TensorRT 7 conv3d is not running on Tensor Cores

maxim.godovicyn · September 22, 2021, 9:14am

Description

Hello.
I’m trying to optimize pytorch NN on Jetson AGX Xavier 32GB with TensorRT, but I can’t make conv3d run on Tensor Cores. I’ve created really small and easy NN with convolution and activation only, and I expect it to run on tensor cores, but it’s not. However, if I replace conv3d with conv2d - I see conv2d running on tensor cores. I am running onnx model with trtexec and profiling it with nvprof + -m tensor_precision_fu_utilization and see no Tensor Core utilisation.

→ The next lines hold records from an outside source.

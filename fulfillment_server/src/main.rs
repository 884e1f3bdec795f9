use dotenvy::dotenv;
use fulfillment_server::{cli::handle_command_line_args, config::ServerConfig, server::run_server};
use log::info;

#[actix_web::main]
async fn main() {
    dotenv().ok();
    env_logger::init();
    if handle_command_line_args() {
        return;
    }
    let config = ServerConfig::from_env_or_default();

    info!("🚀️ Starting server on {}:{}", config.host, config.port);
    match run_server(config).await {
        Ok(_) => println!("Bye!"),
        Err(e) => eprintln!("{e}"),
    }
}
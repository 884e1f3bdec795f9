use chrono::NaiveDate;

use crate::{
    db_types::{DeliveryPartnerOrder, OrderPickup, SectorAssignment},
    traits::FulfillmentError,
};

/// Delivery partner assignments. All `ensure_*` methods are idempotent: calling them again with the same arguments
/// returns the existing records and creates nothing.
#[allow(async_fn_in_trait)]
pub trait AssignmentManagement {
    /// Returns the order's active assignment, creating it for `partner_id` if there is none. The boolean is true if a
    /// record was created. Fails with `Conflict` if the order is already assigned to a different partner.
    ///
    /// Also records the partner on the order if the order does not have one yet.
    async fn ensure_assignment(
        &self,
        order_id: i64,
        partner_id: i64,
    ) -> Result<(DeliveryPartnerOrder, bool), FulfillmentError>;

    /// Ensures one pickup record exists per vendor that still has live items in the order. Returns all pickup
    /// records of the order for this partner, and how many were created.
    async fn ensure_pickup_records(
        &self,
        order_id: i64,
        partner_id: i64,
    ) -> Result<(Vec<OrderPickup>, usize), FulfillmentError>;

    /// `ensure_assignment` and `ensure_pickup_records` in one transaction, after which every `packed` item of the
    /// order is moved to `assigned_to_delivery`.
    async fn assign_delivery(
        &self,
        order_id: i64,
        partner_id: i64,
    ) -> Result<(DeliveryPartnerOrder, Vec<OrderPickup>), FulfillmentError>;

    async fn fetch_assignment_for_order(&self, order_id: i64)
        -> Result<Option<DeliveryPartnerOrder>, FulfillmentError>;

    async fn fetch_pickups_for_order(&self, order_id: i64) -> Result<Vec<OrderPickup>, FulfillmentError>;

    /// Puts a partner on the roster for a sector and date. Reactivates an existing entry instead of duplicating it.
    async fn upsert_sector_assignment(
        &self,
        sector_id: i64,
        partner_id: i64,
        date: NaiveDate,
    ) -> Result<SectorAssignment, FulfillmentError>;

    async fn fetch_sector_assignments(&self, date: NaiveDate) -> Result<Vec<SectorAssignment>, FulfillmentError>;
}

Am I missing something?

I have another post in TensorRT section, but I was advised to post it in Jetson related forum.
Original post: TensorRT 7 conv3d is not running on Tensor Cores - #8 by maxim.godovicyn

Environment

TensorRT Version : 7.1.3-1+cuda10.2
GPU Type : Volta
Nvidia Driver Version : Jetpack 4.5.1
CUDA Version : 10.2
CUDNN Version : 8.0
Operating System + Version : 4.9.201-tegra (Jetpack 4.5.1)
Python Version (if applicable) : -
TensorFlow Version (if applicable) :-
PyTorch Version (if applicable) : 1.6 (for onnx model creation)
Baremetal or Container (if container which image + tag) :

Relevant Files

Onnx model:
test.onnx (432.6 KB)

Nvprof log file:
nvprof_test.log (9.5 KB)

Steps To Reproduce

Code to create onnx model:

import torch
from torch import nn
import torch.nn.functional as F

class Net(nn.Module):
    def __init__(self):
        super(Net, self).__init__()
        self.conv = nn.Conv3d(64, 64, 3, padding=1)
        self.pool = nn.MaxPool3d(2, 2)

    def forward(self, x):
        x = self.conv(x)
        x = F.relu(x)
        return x

image_dims = (1, 64, 64, 64, 64)

dummy_input = torch.rand(image_dims, device="cuda")

model = Net().to("cuda")

torch.onnx.export(model, dummy_input, "test.onnx", verbose=True, opset_version=11)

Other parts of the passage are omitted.